Managing Comorbid Conditions Associated with Chronic Pain


Pain has been associated with a number of conditions, including addiction, depression, and anxiety. Greater awareness of concurrent comorbid conditions and the options available to treat them produces better outcomes in chronic pain patients.

Pain has been associated with a number of conditions, including addiction, depression, and anxiety. Pain, as a separate condition, is very difficult to treat, but layer in the effects of depression, anxiety, and/or addiction; it can be even more complicated to treat. A key to treating pain is also treating depression, anxiety, and addiction. A strong understanding of the medications available and how to most effectively utilize them in clinical practice is essential.

During a morning session at the 2013 American Academy of Pain Medicine annual meeting, held April 12-14 in Fort Lauderdale, FL, Binit J. Shah, MD, and Christina M. Delos Reyes, MD, of Case Western University School of Medicine in Cleveland, OH , provided an overview of psychopharmacology and pharmacology for addiction and other conditions.

During the session, Shah discussed the epidemiology of depression and provided an overview of the medications available to treat depression. While some antidepressants are only effective for pain and anxiety, some are also effective in managing comorbid pain. The good thing with antidepressants is that they work, said Shah. Recent studies have demonstrated that 50-70% of patients that take an antidepressant experience symptom improvement. While suicidal thoughts and ideation are a risk with some of the antidepressants, the risk is minimal and limited mainly to patients under 25 years of age.

Shah walked through the types of antidepressants, including tricyclic antidepressants (TCAs), selective serotonin reuptake inhibitors (SSRIs), serotonin—norepinephrine reuptake inhibitors (SNRIs), and other agents. He provided insight into the different types of drugs in each of these categories and provided information on associated side effects, effective dosing for depression and pain, as well as management and expectations of treatment.

Duloxetine has the most indications for pain and has dosing for both mood/anxiety as well as for pain. Milnacipran is approved in the United States for the treatment of fibromyalgia but may also have anti-depressive effects because it is approved in the European Union for depression. SSRIs have been disappointing in the management of pain relief but very effective for treating mood and anxiety. Benzodiazepines are typically overprescribed and less effective in practice than had originally been thought. Most society guidelines do not recommend benzodiazepines for anxiety, post traumatic stress disorder, panic disorder, and general anxiety disorder.

Other agents are available for treating pain and associated comorbidities, and understanding where to start is important. Typically, for patients who present with pain and depression, duloxetine is a good first line approach, followed by escitalopram or sertraline (SSRIs). If neither of those approaches work then switching to another SSRI may provide better outcomes. If that still doesn’t provide any relief of pain or mood symptoms then using a combination or augmented therapy approach may be another option. However, patients being put on a combination or augmented therapy approach should be referred to specialist who can monitor them more closely.
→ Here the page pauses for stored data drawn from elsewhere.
//! Defines the endpoint for the trailing monthly expense trend.

use std::sync::{Arc, Mutex};

use axum::{
    Json,
    extract::{FromRef, Query, State},
    response::{IntoResponse, Response},
};
use rusqlite::Connection;
use serde::Deserialize;
use time::OffsetDateTime;

use crate::{
    AppState, Error, aggregation::monthly_trend, expense::core::list_expenses, timezone,
};

/// How many trailing months the trend covers when the client does not say.
pub const DEFAULT_TREND_MONTHS: usize = 6;

/// The most trailing months a single request may ask for.
pub const MAX_TREND_MONTHS: usize = 120;

/// The state needed to compute the expense trend.
#[derive(Debug, Clone)]
pub struct ExpenseTrendState {
    /// The database connection for managing expenses.
    pub db_connection: Arc<Mutex<Connection>>,
    /// The canonical timezone name used for calendar boundaries.
    pub local_timezone: String,
}

impl FromRef<AppState> for ExpenseTrendState {
    fn from_ref(state: &AppState) -> Self {
        Self {
            db_connection: state.db_connection.clone(),
            local_timezone: state.local_timezone.clone(),
        }
    }
}

/// The query parameters for the trend endpoint.
#[derive(Debug, Default, Deserialize)]
pub struct TrendQuery {
    /// How many trailing calendar months to include, current month last.
    #[serde(default)]
    pub months: Option<String>,
}

/// A route handler returning one `{label, total}` entry per trailing calendar
/// month, oldest first.
///
/// # Panics
///
/// Panics if the lock for the database connection is already held by the same thread.
pub async fn expense_trend_endpoint(
    State(state): State<ExpenseTrendState>,
    Query(query): Query<TrendQuery>,
) -> Result<Response, Error> {
    let offset = timezone::local_offset(&state.local_timezone)?;

    let months = query
        .months
        .and_then(|months| months.parse::<usize>().ok())
        .unwrap_or(DEFAULT_TREND_MONTHS)
        .min(MAX_TREND_MONTHS);

    let expenses = {
        let connection = state.db_connection.lock().unwrap();
        list_expenses(&connection)?
    };

    let trend = monthly_trend(&expenses, months, OffsetDateTime::now_utc(), offset);

    Ok(Json(trend).into_response())
}
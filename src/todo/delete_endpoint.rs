//! Defines the endpoint for deleting a todo by ID.

use std::sync::{Arc, Mutex};

use axum::{
    Json,
    extract::{FromRef, Path, State},
    response::{IntoResponse, Response},
};
use rusqlite::Connection;
use serde_json::json;

use crate::{AppState, Error, database_id::TodoId, todo::core::delete_todo};

/// The state needed to delete a todo.
#[derive(Debug, Clone)]
pub struct DeleteTodoState {
    /// The database connection for managing todos.
    pub db_connection: Arc<Mutex<Connection>>,
}

impl FromRef<AppState> for DeleteTodoState {
    fn from_ref(state: &AppState) -> Self {
        Self {
            db_connection: state.db_connection.clone(),
        }
    }
}

/// A route handler for deleting a todo.
///
/// Responds with `{"success": true}` when a row was removed and a 404 when
/// the ID does not exist.
///
/// # Panics
///
/// Panics if the lock for the database connection is already held by the same thread.
pub async fn delete_todo_endpoint(
    State(state): State<DeleteTodoState>,
    Path(todo_id): Path<TodoId>,
) -> Result<Response, Error> {
    let connection = state.db_connection.lock().unwrap();

    match delete_todo(todo_id, &connection)? {
        0 => Err(Error::NotFound),
        _ => Ok(Json(json!({ "success": true })).into_response()),
    }
}

#[cfg(test)]
mod tests {
    use std::sync::{Arc, Mutex};

    use axum::extract::{Path, State};
    use rusqlite::Connection;

    use crate::{
        Error,
        db::initialize,
        todo::{
            Todo,
            core::create_todo,
            delete_endpoint::{DeleteTodoState, delete_todo_endpoint},
        },
    };

    fn get_test_state() -> DeleteTodoState {
        let conn = Connection::open_in_memory().unwrap();
        initialize(&conn).unwrap();

        DeleteTodoState {
            db_connection: Arc::new(Mutex::new(conn)),
        }
    }

    #[tokio::test]
    async fn second_delete_of_same_id_is_not_found() {
        let state = get_test_state();
        let todo = {
            let connection = state.db_connection.lock().unwrap();
            create_todo(Todo::build("water the plants"), &connection).unwrap()
        };

        let first = delete_todo_endpoint(State(state.clone()), Path(todo.id)).await;
        let second = delete_todo_endpoint(State(state), Path(todo.id)).await;

        assert!(first.is_ok());
        assert_eq!(second.unwrap_err(), Error::NotFound);
    }
}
Reyes further expanded upon pharmacology for addiction and provided an overview of the epidemiology of addiction. Approximately 15.9% of individuals in the United States will experience drug abuse at some point in their lives and approximately 31% will experience risky use of drugs, including binge drinking and drunk driving. There is a large treatment gap in addiction, with only one in 10 people with addiction getting the treatment that is needed.

There are a number of agents available for the treatment of alcohol dependence, opioid dependence, and nicotine dependence. Agents available for alcohol dependence include disulfiram, which breaks down alcohol and is an action stage treatment; acamprosate, which reduces withdrawal after refraining from drinking; and naltrexone, which is available as an oral medication and injection and used for both opioid addiction and alcohol dependence. Other agents that can be used for alcohol dependence include topiramate, which would be considered off label, nalmetone, and ondansetron, which is commonly used in younger alcoholics and decreases the number of days of drinking per month.

Agents available for opioid dependence include naltrexone, methadone, and buprenorphine, which can be difficult to prescribe due to regulations on the number of patients a physician can treat with the medication. Other agents used for nicotine addiction including nicotine replacement therapy with the patch, bupropion, nortriptyline, rimonabant, nicotine vaccine (not FDA approved), and varenicline.